L’ennui c’est qu’il s’agit d’une information complètement fantaisiste, une pure construction de l’esprit. Trente ans passés à décortiquer les expressions françaises m’ont appris à me méfier des « explications » brillantes d’allure, des assauts de logique qui ne sont fondés sur aucun texte, aucune pratique réelle de la langue.

On ne trouve nulle part cette histoire imaginaire de commandement « Au temps ! », ni à l’armée (qui a pourtant donné « En deux temps trois mouvements ») , ni dans les salles de gym. Et surtout pas chez les chefs d’orchestre : des musiciens qui travaillent reprennent à telle mesure, pas au « temps », c’est saugrenu !

[Le linguiste] Colignon a rêvé cela, ou l’a cru avec beaucoup de logique apparente, en effet, donc de vraisemblance. Il ajoute du reste avec cohérence, dans une déduction impeccable : « Au sens figuré, très usuel, on reconnaît par là qu’on a fait un mauvais raisonnement », etc. Belle édification, qui repose sur un mirage.

Autant pour moi est une locution de modestie, avec un brin d’autodérision. Elle est elliptique et signifie : « Je ne suis pas meilleur qu’un autre, j’ai autant d’erreurs que vous à mon service : autant pour moi. » La locution est ancienne.

J’ai gardé pour la fin de quoi clore le bec aux supposés gymnastes et adjudants de fantaisie dont jamais nous n’avons eu nouvelles.
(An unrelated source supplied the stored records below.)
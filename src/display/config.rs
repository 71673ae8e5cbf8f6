use crate::algebra::HypercomplexNumber;
use crate::notation::precision_of;
use serde::{Deserialize, Serialize};

#[derive(Debug, Clone, Default, Deserialize, Serialize)]
pub struct Config {
    #[serde(default)]
    pub display: DisplayConfig,
}

#[derive(Debug, Clone, Copy, PartialEq, Eq, Deserialize, Serialize)]
pub struct DisplayConfig {
    // How the number of printed decimals is chosen
    #[serde(default = "default_precision")]
    pub precision: PrecisionPolicy,

    // Decimals used by the `fixed` policy
    #[serde(default = "default_decimals")]
    pub decimals: usize,
}

impl Default for DisplayConfig {
    fn default() -> Self {
        Self {
            precision: default_precision(),
            decimals: default_decimals(),
        }
    }
}

#[derive(Debug, Clone, Copy, PartialEq, Eq, Deserialize, Serialize)]
#[serde(rename_all = "lowercase")]
pub enum PrecisionPolicy {
    // Match the most precise operand
    Auto,
    // Always `decimals` places
    Fixed,
    // Shortest round-trip representation
    Full,
}

fn default_precision() -> PrecisionPolicy {
    PrecisionPolicy::Auto
}

fn default_decimals() -> usize {
    2
}

impl DisplayConfig {
    pub fn fixed(decimals: usize) -> Self {
        Self {
            precision: PrecisionPolicy::Fixed,
            decimals,
        }
    }

    pub fn full() -> Self {
        Self {
            precision: PrecisionPolicy::Full,
            ..Self::default()
        }
    }

    /// Decimals to print a result computed from `operands`.
    /// `None` means full precision.
    pub fn decimals_for(&self, operands: &[&HypercomplexNumber]) -> Option<usize> {
        match self.precision {
            PrecisionPolicy::Auto => Some(
                operands
                    .iter()
                    .map(|number| precision_of(number))
                    .max()
                    .unwrap_or(0),
            ),
            PrecisionPolicy::Fixed => Some(self.decimals),
            PrecisionPolicy::Full => None,
        }
    }
}

impl Config {
    pub fn load_from_file<P: AsRef<std::path::Path>>(
        path: P,
    ) -> Result<Self, Box<dyn std::error::Error>> {
        let content = std::fs::read_to_string(path)?;
        Self::load_from_str(&content)
    }

    pub fn load_from_str(content: &str) -> Result<Self, Box<dyn std::error::Error>> {
        let config: Config = toml::from_str(content)?;
        Ok(config)
    }

    pub fn empty() -> Self {
        Self {
            display: DisplayConfig::default(),
        }
    }
}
Dans les Curiositez françoises d’Antoine Oudin publié en 1640, un dictionnaire de locutions populaires du XVIe — soit bien avant les chorégraphes ou les exercices militaires — on trouve : Autant pour le brodeur, « raillerie pour ne pas approuver ce que l’on dit » ->.
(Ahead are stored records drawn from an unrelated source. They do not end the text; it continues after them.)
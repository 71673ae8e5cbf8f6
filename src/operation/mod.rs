// Operation dispatch and the parse -> operate -> format pipeline

pub mod dispatch;
pub mod evaluate;

#[cfg(test)]
mod tests;

pub use dispatch::*;
pub use evaluate::*;
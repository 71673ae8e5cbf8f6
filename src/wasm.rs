// WebAssembly bindings for the calculator
use crate::display::{Config, DisplayConfig};
use crate::notation;
use crate::operation::{self, Operation};
use wasm_bindgen::prelude::*;

#[wasm_bindgen]
pub struct CayleyWasm {
    display: DisplayConfig,
}

impl Default for CayleyWasm {
    fn default() -> Self {
        Self::new()
    }
}

#[wasm_bindgen]
impl CayleyWasm {
    #[wasm_bindgen(constructor)]
    pub fn new() -> Self {
        Self {
            display: DisplayConfig::default(),
        }
    }

    /// Build from TOML config content (same format as cayley.toml)
    #[wasm_bindgen]
    pub fn with_config(config_content: &str) -> Result<CayleyWasm, JsValue> {
        let config = Config::load_from_str(config_content)
            .map_err(|e| JsValue::from_str(&format!("Failed to load config: {}", e)))?;
        Ok(Self {
            display: config.display,
        })
    }

    /// Apply an operation by name ("add", "subtract", "multiply", "divide")
    /// Returns the formatted result, e.g. "5 + 1i"
    #[wasm_bindgen]
    pub fn operate(&self, name: &str, p: &str, q: &str) -> Result<String, JsValue> {
        let op = parse_operation(name)?;
        let evaluation = operation::evaluate(op, p, q, &self.display)
            .map_err(|e| JsValue::from_str(&e.to_string()))?;
        Ok(evaluation.formatted)
    }

    /// Same as `operate`, returning the full evaluation as a JSON string
    #[wasm_bindgen]
    pub fn evaluate(&self, name: &str, p: &str, q: &str) -> Result<String, JsValue> {
        let op = parse_operation(name)?;
        let evaluation = operation::evaluate(op, p, q, &self.display)
            .map_err(|e| JsValue::from_str(&e.to_string()))?;

        serde_json::to_string(&evaluation)
            .map_err(|e| JsValue::from_str(&format!("Failed to serialize evaluation: {}", e)))
    }

    /// Parse a notation string
    /// Returns JSON array of {"unit": ..., "coefficient": ...}
    #[wasm_bindgen]
    pub fn parse(&self, text: &str) -> Result<String, JsValue> {
        let number =
            notation::parse_and_build(text).map_err(|e| JsValue::from_str(&e.to_string()))?;

        serde_json::to_string(&number)
            .map_err(|e| JsValue::from_str(&format!("Failed to serialize number: {}", e)))
    }

    /// Coefficients of a notation string in basis order
    #[wasm_bindgen]
    pub fn coefficients(&self, text: &str) -> Result<js_sys::Float64Array, JsValue> {
        let number =
            notation::parse_and_build(text).map_err(|e| JsValue::from_str(&e.to_string()))?;
        Ok(js_sys::Float64Array::from(number.coefficients().as_slice()))
    }

    /// True when the number's dimension is a power of two
    #[wasm_bindgen]
    pub fn is_valid(&self, text: &str) -> Result<bool, JsValue> {
        let number =
            notation::parse_and_build(text).map_err(|e| JsValue::from_str(&e.to_string()))?;
        Ok(number.is_valid_dimension())
    }

    /// Re-render a notation string, optionally at fixed decimals
    #[wasm_bindgen]
    pub fn format(&self, text: &str, decimals: Option<u32>) -> Result<String, JsValue> {
        let number =
            notation::parse_and_build(text).map_err(|e| JsValue::from_str(&e.to_string()))?;
        Ok(notation::format(&number, decimals.map(|d| d as usize)))
    }
}

fn parse_operation(name: &str) -> Result<Operation, JsValue> {
    name.parse::<Operation>()
        .map_err(|e| JsValue::from_str(&e.to_string()))
}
Académie ou pas, le simple bon sens commande la seule graphie possible : « Autant pour moi »
PM – Ouverture des commentaires

6 réponses à La minute du français correct : « Autant pour moi »

  1. Voilà qu’on tient un discours réformiste sur la langue… qu’on aime pourtant avec ses aspérités et ses irrégularités. Quoi qu’en disent Duneton, Colignon et autres têtes à gnons, je conserve la graphie « au temps pour moi », car l’explication militaire ou musicale me va très bien (on reprend au troisième temps de la mesure 67, ça ne me semble pas invraisemblable comme expression musicale).

    Quant au fait que Duneton n’ait jamais vu l’expression dans la soldatesque, je le renvoie au TLF et à Courteline, ici:
    http://atilf.atilf.fr/dendien/scripts/tlfiv5/visusel.exe?24;s=2891128545;r=2;nat=;sol=0;

    (ou si ça ne marche pas, http://atilf.atilf.fr , puis choisir son débit, enfin saisir « au temps pour moi » dans la case prévue à cet effet. Les explications ne manquent pas – et l’expression signifierait la reprise d’un mouvement, depuis le début).

    Il est vrai que de nos jours, on ne lit plus assez Courteline…

  2. Vince dit :

    Et pendant que les Byzantins discutaient du sexe des anges, à leurs portes …

  3. Marie dit :

    J’ai toujours écrit « Autant pour moi » dans le sens indiqué dans le texte ci-dessus, mais comme je ne suis nullement linguiste, probablement parce que je l’ai toujours vu écrit de cette manière !

    Quelle surprise d’apprendre que le débat fait rage !

  4. merci. moi aussi on m’a « corrigé » doctement parce que j’écrivais « autant pour moi ». A contre-coeur parce que ça me paraissait un peu saugrenu je m’étais mis à écrire « au temps », puisque c’était, soi-disant, l’orthographe exacte.
    Comme quoi hein…

  5. Ouais, la langue est parfois surprenante. C’est ce qui fait son charme, n’en déplaise à l’auteur de ce billet. Et si elle n’était pas si surprenante, M. Francis Klotz, bien connu des Valaisans, n’aurait plus rien à mettre dans ses dictées. Ce dont je serais, en qualité de participant régulier, le premier marri.

    (excusez-moi si je suis un peu passionné sur ce coup-ci – et mes excuses à Duneton et Colignon si je les ai traités de têtes à gnons, c’est peu productif dans le débat. Mais je suis un ayatollah de la langue française, je m’emporte parfois, mais j’assume).

  6. PM dit :

    J’ai moi même tendance à « ayatoller » pas mal sur le français. Je suis parfois prêt au compromis quand le doute est légitime. Mais le grotesque de la version « au temps pour moi » est tel que je refuse de céder d’un pouce sur ce terrain.

    Car le sens même de l’expression n’autorise pas cette « alternative ». « Autant pour moi » dit en gros « je reconnais et j’assume mon erreur » avec autodérision.

    Un chef d’orchestre demandant à ses musiciens de se mettre « au temps pour lui » indique exactement le contraire. Nulle autodérision ou humilité là-dedans, mais la décision née de l’autorité légitime d’un chef qui remet ses « troupes » dans le bon tempo.